#### [Record extracts]
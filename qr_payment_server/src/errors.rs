use actix_web::{
    error::ResponseError,
    http::{header::ContentType, StatusCode},
    HttpResponse,
};
use qr_payment_engine::PaymentLifecycleError;
use thiserror::Error;

#[derive(Debug, Error)]
pub enum ServerError {
    #[error("Could not initialize server. {0}")]
    InitializeError(String),
    #[error("{0}")]
    PaymentError(#[from] PaymentLifecycleError),
    #[error("An I/O error happened in the server. {0}")]
    IOError(#[from] std::io::Error),
    #[error("UnspecifiedError. {0}")]
    Unspecified(String),
}

impl ResponseError for ServerError {
    fn status_code(&self) -> StatusCode {
        match self {
            Self::PaymentError(e) => match e {
                PaymentLifecycleError::DuplicateRequest(_) => StatusCode::CONFLICT,
                PaymentLifecycleError::InvalidPaymentRequest(_) => StatusCode::BAD_REQUEST,
                PaymentLifecycleError::ProviderUnavailable(_) => StatusCode::BAD_GATEWAY,
                PaymentLifecycleError::PaymentNotFound(_) => StatusCode::NOT_FOUND,
                PaymentLifecycleError::AlreadyFinalized(_, _) => StatusCode::CONFLICT,
                PaymentLifecycleError::StoreError(_) => StatusCode::SERVICE_UNAVAILABLE,
            },
            Self::InitializeError(_) => StatusCode::INTERNAL_SERVER_ERROR,
            Self::IOError(_) => StatusCode::INTERNAL_SERVER_ERROR,
            Self::Unspecified(_) => StatusCode::INTERNAL_SERVER_ERROR,
        }
    }

    fn error_response(&self) -> HttpResponse {
        HttpResponse::build(self.status_code())
            .insert_header(ContentType::json())
            .body(serde_json::json!({ "error": self.to_string() }).to_string())
    }
}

#### [Task goal]
Report each line of the data in which "from" occurs.

#### [Written solution]
    PaymentError(#[from] PaymentLifecycleError),
    IOError(#[from] std::io::Error),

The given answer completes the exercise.